The one country in Eastern Europe where there was extensive violence as the tyrannies collapsed was the very one where the Soviets had the least amount of influence and where we had the most: Romania. Nicolae Ceausescu, the dictator of Romania, had visited England and was given the royal treatment. The United States gave him favored nation treatment, trade advantages and the like.

Ceausescu was just as brutal and crazed then as he was later, but because he'd largely withdrawn from the Warsaw Pact and was following a somewhat independent course, we felt he was partially on our side in the international struggle. (We're in favor of independence as long as it's in other people's empires, not in our own.)

Elsewhere in Eastern Europe, the uprisings were remarkably peaceful. There was some repression, but historically, 1989 was unique. I can't think of another case that comes close to it.

I think the prospects are pretty dim for Eastern Europe. The West has a plan for it -- they want to turn large parts of it into a new, easily exploitable part of the Third World.

There used to be a sort of colonial relationship between Western and Eastern Europe; in fact, the Russians' blocking of that relationship was one of the reasons for the Cold War. Now it's being reestablished and there's a serious conflict over who's going to win the race for robbery and exploitation. Is it going to be German-led Western Europe (currently in the lead) or Japan (waiting in the wings to see how good the profits look) or the United States (trying to get into the act)?

There are a lot of resources to be taken, and lots of cheap labor for assembly plants. But first we have to impose the capitalist model on them. We don't accept it for ourselves -- but for the Third World, we insist on it. That's the IMF system. If we can get them to accept that, they'll be very easily exploitable, and will move toward their new role as a kind of Brazil or Mexico.

In many ways, Eastern Europe is more attractive to investors than Latin America. One reason is that the population is white and blue-eyed, and therefore easier to deal with for investors who come from deeply racist societies like Western Europe and the United States.

More significantly, Eastern Europe has much higher general health and educational standards than Latin America -- which, except for isolated sectors of wealth and privilege, is a total disaster area. One of the few exceptions in this regard is Cuba, which does approach Western standards of health and literacy, but its prospects are very grim.

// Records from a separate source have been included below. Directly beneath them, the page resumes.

use std::collections::HashMap;
use std::fmt;
use std::sync::mpsc::{Receiver, SyncSender, sync_channel};
use std::time::SystemTime;

use tracing::field::{Field, Visit};
use tracing::{Level, Subscriber};
use tracing_subscriber::Layer;

use super::error_store::{ErrorEntry, ErrorLevel};

const CHANNEL_CAPACITY: usize = 1000;

#[derive(Default)]
struct FieldVisitor {
    message: Option<String>,
    fields: HashMap<String, String>,
}

impl Visit for FieldVisitor {
    fn record_debug(&mut self, field: &Field, value: &dyn fmt::Debug) {
        self.record_str(field, &format!("{:?}", value));
    }

    fn record_str(&mut self, field: &Field, value: &str) {
        if field.name() == "message" {
            self.message = Some(value.to_string());
        } else {
            self.fields.insert(field.name().to_string(), value.to_string());
        }
    }
}

/// Tracing layer forwarding WARN and ERROR events to a bounded channel.
/// Events are dropped when the channel is full.
pub struct ErrorCollectorLayer {
    sender: SyncSender<ErrorEntry>,
}

impl ErrorCollectorLayer {
    pub fn new() -> (Self, Receiver<ErrorEntry>) {
        Self::with_capacity(CHANNEL_CAPACITY)
    }

    pub fn with_capacity(capacity: usize) -> (Self, Receiver<ErrorEntry>) {
        let (sender, receiver) = sync_channel(capacity);
        (Self { sender }, receiver)
    }
}

impl<S: Subscriber> Layer<S> for ErrorCollectorLayer {
    fn on_event(&self, event: &tracing::Event<'_>, _ctx: tracing_subscriber::layer::Context<'_, S>) {
        let metadata = event.metadata();
        let level = match *metadata.level() {
            Level::ERROR => ErrorLevel::Error,
            Level::WARN => ErrorLevel::Warning,
            _ => return,
        };

        let mut visitor = FieldVisitor::default();
        event.record(&mut visitor);

        let _ = self.sender.try_send(ErrorEntry {
            timestamp: SystemTime::now(),
            level,
            message: visitor.message.unwrap_or_default(),
            target: metadata.target().to_string(),
            file: metadata.file().map(String::from),
            line: metadata.line(),
            fields: visitor.fields,
        });
    }
}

One reason for this disparity between Eastern Europe and Latin America is the vastly greater level of state terror in the latter after the Stalin years. A second reason is economic policy.

According to US intelligence, the Soviet Union poured about 80 billion dollars into Eastern Europe in the 1970s. The situation has been quite different in Latin America. Between 1982 and 1987, about 150 billion dollars were transferred from Latin America to the West. The New York Times cites estimates that "hidden transactions" (including drug money, illegal profits, etc.) might be in the 700 billion range. The effects in Central America have been particularly awful, but the same is true throughout Latin America -- there's rampant poverty, malnutrition, infant mortality, environmental destruction, state terror, and a collapse of living standards to the levels of decades ago.

The situation in Africa is even worse. The catastrophe of capitalism was particularly severe in the 1980s, an "unrelenting nightmare" in the domains of the Western powers, in the accurate terms of the head of the Organization of African Unity. Illustrations provided by the World Health Organization estimate that eleven million children die every year in "the developing world," a "silent genocide" that could be brought to a quick end if resources were directed to human needs rather than enrichment of a few.

In a global economy designed for the interests and needs of international corporations and finance, and sectors that serve them, most of the species becomes superfluous. They will be cast aside if the institutional structures of power and privilege function without popular challenge or control.